La confiance et la foi, c’est la même chose : si Dieu a pris la peine
de libérer son peuple de l’esclavage d’Egypte, ce n’est pas pour le
laisser mourir de faim ou de soif dans le désert. Mais lorsque
l’épreuve est là, lorsqu’on ne comprend pas pourquoi toute cette
souffrance et ce mal qui nous entoure, on peut se révolter… c’est
normal… c’est humain. Comment garder confiance en un Dieu dont on n’est
plus tout à fait sûr de l’existence ? Comment garder la foi malgré le
doute qui nous envahit lorsque la vie se fait plus âpre et plus
difficile ?
Lorsque nous disons le « Notre Père », nous demandons notamment à
Dieu de ne pas nous laisser « succomber à la tentation ». Lorsque
la nuit tombe sur nos existences, il faut tenir ferme cette prière afin
que nos souffrances, nos épreuves ne sèment pas des germes de doute en
notre coeur. Dans le livre de la Genèse, l’homme et la femme sont
heureux tant qu’ils font confiance à Dieu, tant qu’ils acceptent de
dépendre de lui, tant qu’ils sont suspendus à son souffle qui leur
donne vie. Tant que nous acceptons notre dépendance et nos limites,
nous pouvons vivre toute situation dans la sérénité. Au contraire,
quand nous perdons confiance en Dieu, nous nous séparons de lui, nous
ne sommes plus suspendus à son souffle, à son Esprit d’Amour. Tous les
couples le savent : ce qui tue la relation, c’est le soupçon qui
s’installe. Alors, face à l’épreuve, c’est le moment de prier plus que
jamais pour que l’Esprit Saint agisse en nous et nous redonne vie.

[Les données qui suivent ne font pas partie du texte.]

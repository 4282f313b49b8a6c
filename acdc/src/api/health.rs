//! Liveness endpoint
//!
//! Reports whether the controller is editing or saving a batch, so a client
//! reconnecting mid-run knows to follow `/batch/events` instead of editing.

use axum::{extract::State, routing::get, Json, Router};
use chrono::Utc;
use serde::Serialize;

use crate::session::ControllerMode;
use crate::AppState;

#[derive(Debug, Serialize)]
pub struct HealthResponse {
    pub status: &'static str,
    pub module: &'static str,
    pub version: &'static str,
    pub uptime_seconds: u64,
    pub mode: ControllerMode,
    /// Set when the last batch run failed or was aborted
    #[serde(skip_serializing_if = "Option::is_none")]
    pub last_error: Option<String>,
}

/// GET /health
pub async fn health_check(State(state): State<AppState>) -> Json<HealthResponse> {
    let controller = state.controller.status().await;
    let uptime_seconds = Utc::now()
        .signed_duration_since(state.startup_time)
        .num_seconds()
        .max(0) as u64;

    Json(HealthResponse {
        status: "ok",
        module: "acdc",
        version: env!("CARGO_PKG_VERSION"),
        uptime_seconds,
        mode: controller.mode,
        last_error: controller.last_error,
    })
}

pub fn health_routes() -> Router<AppState> {
    Router::new().route("/health", get(health_check))
}
//! Input collection: titles, statement sections, validation and plan files

pub mod plan;
pub mod specification;
pub mod titles;
pub mod validation;

pub use plan::{load_plan, BatchPlan, PlanStatement, PlanValue};
pub use specification::{BatchSpecification, SectionKind, SpecificationEvent, StatementSection};
pub use titles::{ensure_file_namespace, split_title_input};
pub use validation::{validate, ValidationError, Validity};
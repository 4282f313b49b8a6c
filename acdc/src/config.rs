//! Settings resolution for the acdc binary
//!
//! Every setting resolves with Command line → ENV → TOML priority, falling
//! back to built-in defaults. Credentials are optional: without them the
//! tool can still collect titles and run dry runs, but writes will be
//! rejected by the wiki.

use acdc_common::config::{
    default_tags_for, parse_tag_list, resolve_setting, TomlConfig, DEFAULT_API_URL,
    DEFAULT_MAX_WRITES_PER_SECOND, DEFAULT_PAGEPILE_URL, DEFAULT_WIKI_DB_NAME,
};
use acdc_common::{Error, Result};
use tracing::info;

/// Default User-Agent sent with every request
pub const DEFAULT_USER_AGENT: &str = concat!(
    "ACDC/",
    env!("CARGO_PKG_VERSION"),
    " (batch structured data editor)"
);

/// Values given on the command line (all optional)
#[derive(Debug, Clone, Default)]
pub struct CliOverrides {
    pub api_url: Option<String>,
    pub username: Option<String>,
    pub password: Option<String>,
    pub tags: Option<String>,
}

/// Fully resolved runtime settings
#[derive(Clone)]
pub struct Settings {
    pub api_url: String,
    pub username: Option<String>,
    pub password: Option<String>,
    /// Change tags attached to every write
    pub tags: Vec<String>,
    pub user_agent: String,
    pub max_writes_per_second: u32,
    /// Database name PagePiles must belong to
    pub wiki_db_name: String,
    pub pagepile_url: String,
}

impl std::fmt::Debug for Settings {
    fn fmt(&self, f: &mut std::fmt::Formatter<'_>) -> std::fmt::Result {
        f.debug_struct("Settings")
            .field("api_url", &self.api_url)
            .field("username", &self.username)
            .field("password", &self.password.as_ref().map(|_| "<redacted>"))
            .field("tags", &self.tags)
            .field("user_agent", &self.user_agent)
            .field("max_writes_per_second", &self.max_writes_per_second)
            .field("wiki_db_name", &self.wiki_db_name)
            .field("pagepile_url", &self.pagepile_url)
            .finish()
    }
}

impl Default for Settings {
    fn default() -> Self {
        Self {
            api_url: DEFAULT_API_URL.to_string(),
            username: None,
            password: None,
            tags: default_tags_for(DEFAULT_API_URL),
            user_agent: DEFAULT_USER_AGENT.to_string(),
            max_writes_per_second: DEFAULT_MAX_WRITES_PER_SECOND,
            wiki_db_name: DEFAULT_WIKI_DB_NAME.to_string(),
            pagepile_url: DEFAULT_PAGEPILE_URL.to_string(),
        }
    }
}

impl Settings {
    /// Whether bot-password credentials are available
    pub fn has_credentials(&self) -> bool {
        self.username.is_some() && self.password.is_some()
    }
}

/// Resolve settings from command line, environment and TOML config
///
/// **Environment variables:** `ACDC_API_URL`, `ACDC_USERNAME`,
/// `ACDC_PASSWORD`, `ACDC_TAGS` (comma separated)
pub fn resolve_settings(cli: &CliOverrides, toml_config: &TomlConfig) -> Result<Settings> {
    let api_url = resolve_setting(
        "API URL",
        cli.api_url.as_deref(),
        "ACDC_API_URL",
        toml_config.api_url.as_deref(),
    )
    .unwrap_or_else(|| DEFAULT_API_URL.to_string());

    if !api_url.starts_with("http://") && !api_url.starts_with("https://") {
        return Err(Error::Config(format!(
            "API URL must be an http(s) URL, got '{}'",
            api_url
        )));
    }

    let username = resolve_setting(
        "Username",
        cli.username.as_deref(),
        "ACDC_USERNAME",
        toml_config.username.as_deref(),
    );
    let password = resolve_setting(
        "Password",
        cli.password.as_deref(),
        "ACDC_PASSWORD",
        toml_config.password.as_deref(),
    );

    if username.is_some() != password.is_some() {
        return Err(Error::Config(
            "Username and password must be configured together".to_string(),
        ));
    }

    let toml_tags = toml_config.tags.as_ref().map(|tags| tags.join(","));
    let tags = match resolve_setting(
        "Change tags",
        cli.tags.as_deref(),
        "ACDC_TAGS",
        toml_tags.as_deref(),
    ) {
        Some(list) => parse_tag_list(&list),
        None => default_tags_for(&api_url),
    };

    let max_writes_per_second = toml_config
        .max_writes_per_second
        .unwrap_or(DEFAULT_MAX_WRITES_PER_SECOND);
    if max_writes_per_second == 0 {
        return Err(Error::Config(
            "max_writes_per_second must be at least 1".to_string(),
        ));
    }

    let settings = Settings {
        api_url,
        username,
        password,
        tags,
        user_agent: toml_config
            .user_agent
            .clone()
            .unwrap_or_else(|| DEFAULT_USER_AGENT.to_string()),
        max_writes_per_second,
        wiki_db_name: toml_config
            .wiki_db_name
            .clone()
            .unwrap_or_else(|| DEFAULT_WIKI_DB_NAME.to_string()),
        pagepile_url: toml_config
            .pagepile_url
            .clone()
            .unwrap_or_else(|| DEFAULT_PAGEPILE_URL.to_string()),
    };

    info!(
        "Using API {} (tags: [{}], authenticated: {})",
        settings.api_url,
        settings.tags.join(", "),
        settings.has_credentials()
    );

    Ok(settings)
}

Quelqu’un qui a vécu la terrible épreuve de perdre un enfant me disait
récemment : « face à cela, on a le choix entre deux attitudes : la
révolte ou la récolte. » la récolte du don de Dieu. Tu as le choix
entre la vie et la mort.
Si la foi, c’est la confiance, la foi est aussi le fruit d’une
rencontre. En ce temps de carême où les catéchumènes se préparent à
recevoir le baptême, nombreux sont ceux qui témoignent d’une rencontre
imprévue, d’un signe dans leur vie. Le passage d’évangile que nous
avons reçu aujourd’hui s’inscrit dans cette démarche. Elle était
improbable cette rencontre entre Jésus et la Samaritaine. A midi, il
fait bien trop chaud pour aller chercher de l’eau, sauf si l’on veut
éviter les rencontres. Et cette femme à la moralité douteuse ne
cherchait sûrement pas à rencontrer ses voisines. Quant à Jésus, en bon
Juif, il aurait dû emprunter l’itinéraire par la Vallée du Jourdain
pour éviter de passer en Samarie, terre réputée impure depuis que les
assyriens avaient déporté la population de Samarie pour la remplacer
par des populations d’autres régions conquises qui étaient arrivées
avec leurs propres religions. De plus, cette rencontre, ce dialogue
public entre un homme et une femme bafouait les convenances de
l’époque. Mais Jésus n’est pas prisonnier de nos convenances trop
humaines. Curieusement, c’est en se faisant, en quelque sorte mendiant
auprès de cette femme qu’il engage la conversation : « Donne-moi à
boire ». Comme l’abbé Pierre qui a redonné goût à la vie à cet homme
qui avait voulu se suicider en lui demandant un service. Dieu se fait
pauvre pour nous rejoindre. La rencontre peut avoir lieu en vérité, et
c’est dans un véritable parcours de conversion que Jésus va entraîner
son interlocutrice.
Au début, il n’est pour elle qu’un simple homme juif. Puis elle le
soupçonne d’être « plus grand que notre père Jacob ». Et quand Jésus
lui parle de sa vie, de ses cinq maris, elle reconnaît en lui « un
prophète ». Elle va même jusqu’à proclamer son espérance, son attente
du « Messie, celui qu’on appelle Christ. » Et Jésus peut alors,
pour la première fois dans l’Evangile de Jean, lui révéler : « Moi qui
te parle, je le suis. » Et devant ses disciples revenus de course, il
la met dans la confidence en se présentant comme : « l’Envoyé de Dieu
dont toute la nourriture est de faire la volonté du Père. » La dernière
étape, c’est tout un peuple pour lequel elle a été missionnaire qui
proclame : « Jésus est le Sauveur du monde ! »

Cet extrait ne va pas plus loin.